Exercise instructions:
A word-for-word copy of the whole listing is the required answer.

Records for this exercise:

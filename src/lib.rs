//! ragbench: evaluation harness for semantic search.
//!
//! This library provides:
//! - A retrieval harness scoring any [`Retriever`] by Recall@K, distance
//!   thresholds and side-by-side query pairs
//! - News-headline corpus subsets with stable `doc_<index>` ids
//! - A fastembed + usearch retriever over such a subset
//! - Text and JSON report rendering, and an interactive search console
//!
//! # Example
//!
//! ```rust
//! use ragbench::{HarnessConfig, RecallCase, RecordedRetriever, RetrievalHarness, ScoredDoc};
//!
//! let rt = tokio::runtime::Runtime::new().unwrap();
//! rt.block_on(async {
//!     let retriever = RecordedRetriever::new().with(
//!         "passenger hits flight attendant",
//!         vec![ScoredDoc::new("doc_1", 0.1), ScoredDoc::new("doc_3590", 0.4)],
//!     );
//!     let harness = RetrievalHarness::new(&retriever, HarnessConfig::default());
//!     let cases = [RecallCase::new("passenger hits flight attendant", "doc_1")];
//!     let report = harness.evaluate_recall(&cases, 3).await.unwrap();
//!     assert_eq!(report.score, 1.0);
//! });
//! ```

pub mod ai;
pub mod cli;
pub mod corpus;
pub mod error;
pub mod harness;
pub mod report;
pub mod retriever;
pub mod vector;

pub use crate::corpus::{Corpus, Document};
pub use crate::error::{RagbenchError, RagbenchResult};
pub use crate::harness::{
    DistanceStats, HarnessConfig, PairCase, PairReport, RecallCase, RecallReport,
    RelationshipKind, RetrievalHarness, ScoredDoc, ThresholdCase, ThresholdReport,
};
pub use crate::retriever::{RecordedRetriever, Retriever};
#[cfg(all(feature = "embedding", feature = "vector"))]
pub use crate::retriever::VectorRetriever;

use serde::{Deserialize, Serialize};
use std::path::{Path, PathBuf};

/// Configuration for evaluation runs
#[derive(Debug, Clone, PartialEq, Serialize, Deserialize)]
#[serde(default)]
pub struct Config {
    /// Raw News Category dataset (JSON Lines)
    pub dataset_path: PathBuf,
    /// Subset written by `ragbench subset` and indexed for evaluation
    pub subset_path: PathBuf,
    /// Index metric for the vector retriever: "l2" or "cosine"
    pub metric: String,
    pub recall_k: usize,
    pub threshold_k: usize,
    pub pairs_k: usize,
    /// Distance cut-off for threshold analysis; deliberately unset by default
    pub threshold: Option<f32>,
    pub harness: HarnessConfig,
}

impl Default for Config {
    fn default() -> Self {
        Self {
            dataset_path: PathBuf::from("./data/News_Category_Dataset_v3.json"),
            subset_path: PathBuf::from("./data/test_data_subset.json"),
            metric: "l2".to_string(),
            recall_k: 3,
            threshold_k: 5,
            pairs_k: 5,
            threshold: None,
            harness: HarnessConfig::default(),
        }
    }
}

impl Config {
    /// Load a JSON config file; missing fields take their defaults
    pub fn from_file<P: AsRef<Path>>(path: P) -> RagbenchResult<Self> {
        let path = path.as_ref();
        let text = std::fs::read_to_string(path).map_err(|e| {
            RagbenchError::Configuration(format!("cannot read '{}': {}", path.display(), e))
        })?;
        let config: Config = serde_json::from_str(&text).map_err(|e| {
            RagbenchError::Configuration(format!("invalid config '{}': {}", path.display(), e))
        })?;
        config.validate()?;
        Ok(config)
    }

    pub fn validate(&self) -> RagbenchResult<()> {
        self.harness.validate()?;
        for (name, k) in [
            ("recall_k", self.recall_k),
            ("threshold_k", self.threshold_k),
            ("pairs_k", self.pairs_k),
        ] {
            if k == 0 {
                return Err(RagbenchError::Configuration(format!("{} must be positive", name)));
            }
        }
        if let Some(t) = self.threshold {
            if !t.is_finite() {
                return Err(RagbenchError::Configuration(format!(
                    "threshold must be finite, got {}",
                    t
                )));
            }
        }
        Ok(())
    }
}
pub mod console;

Reply to the exercise:
filename src/lib.rs
//! ragbench: evaluation harness for semantic search.
//!
//! This library provides:
//! - A retrieval harness scoring any [`Retriever`] by Recall@K, distance
//!   thresholds and side-by-side query pairs
//! - News-headline corpus subsets with stable `doc_<index>` ids
//! - A fastembed + usearch retriever over such a subset
//! - Text and JSON report rendering, and an interactive search console
//!
//! # Example
//!
//! ```rust
//! use ragbench::{HarnessConfig, RecallCase, RecordedRetriever, RetrievalHarness, ScoredDoc};
//!
//! let rt = tokio::runtime::Runtime::new().unwrap();
//! rt.block_on(async {
//!     let retriever = RecordedRetriever::new().with(
//!         "passenger hits flight attendant",
//!         vec![ScoredDoc::new("doc_1", 0.1), ScoredDoc::new("doc_3590", 0.4)],
//!     );
//!     let harness = RetrievalHarness::new(&retriever, HarnessConfig::default());
//!     let cases = [RecallCase::new("passenger hits flight attendant", "doc_1")];
//!     let report = harness.evaluate_recall(&cases, 3).await.unwrap();
//!     assert_eq!(report.score, 1.0);
//! });
//! ```

pub mod ai;
pub mod cli;
pub mod corpus;
pub mod error;
pub mod harness;
pub mod report;
pub mod retriever;
pub mod vector;

pub use crate::corpus::{Corpus, Document};
pub use crate::error::{RagbenchError, RagbenchResult};
pub use crate::harness::{
    DistanceStats, HarnessConfig, PairCase, PairReport, RecallCase, RecallReport,
    RelationshipKind, RetrievalHarness, ScoredDoc, ThresholdCase, ThresholdReport,
};
pub use crate::retriever::{RecordedRetriever, Retriever};
#[cfg(all(feature = "embedding", feature = "vector"))]
pub use crate::retriever::VectorRetriever;

use serde::{Deserialize, Serialize};
use std::path::{Path, PathBuf};

/// Configuration for evaluation runs
#[derive(Debug, Clone, PartialEq, Serialize, Deserialize)]
#[serde(default)]
pub struct Config {
    /// Raw News Category dataset (JSON Lines)
    pub dataset_path: PathBuf,
    /// Subset written by `ragbench subset` and indexed for evaluation
    pub subset_path: PathBuf,
    /// Index metric for the vector retriever: "l2" or "cosine"
    pub metric: String,
    pub recall_k: usize,
    pub threshold_k: usize,
    pub pairs_k: usize,
    /// Distance cut-off for threshold analysis; deliberately unset by default
    pub threshold: Option<f32>,
    pub harness: HarnessConfig,
}

impl Default for Config {
    fn default() -> Self {
        Self {
            dataset_path: PathBuf::from("./data/News_Category_Dataset_v3.json"),
            subset_path: PathBuf::from("./data/test_data_subset.json"),
            metric: "l2".to_string(),
            recall_k: 3,
            threshold_k: 5,
            pairs_k: 5,
            threshold: None,
            harness: HarnessConfig::default(),
        }
    }
}

impl Config {
    /// Load a JSON config file; missing fields take their defaults
    pub fn from_file<P: AsRef<Path>>(path: P) -> RagbenchResult<Self> {
        let path = path.as_ref();
        let text = std::fs::read_to_string(path).map_err(|e| {
            RagbenchError::Configuration(format!("cannot read '{}': {}", path.display(), e))
        })?;
        let config: Config = serde_json::from_str(&text).map_err(|e| {
            RagbenchError::Configuration(format!("invalid config '{}': {}", path.display(), e))
        })?;
        config.validate()?;
        Ok(config)
    }

    pub fn validate(&self) -> RagbenchResult<()> {
        self.harness.validate()?;
        for (name, k) in [
            ("recall_k", self.recall_k),
            ("threshold_k", self.threshold_k),
            ("pairs_k", self.pairs_k),
        ] {
            if k == 0 {
                return Err(RagbenchError::Configuration(format!("{} must be positive", name)));
            }
        }
        if let Some(t) = self.threshold {
            if !t.is_finite() {
                return Err(RagbenchError::Configuration(format!(
                    "threshold must be finite, got {}",
                    t
                )));
            }
        }
        Ok(())
    }
}
pub mod console;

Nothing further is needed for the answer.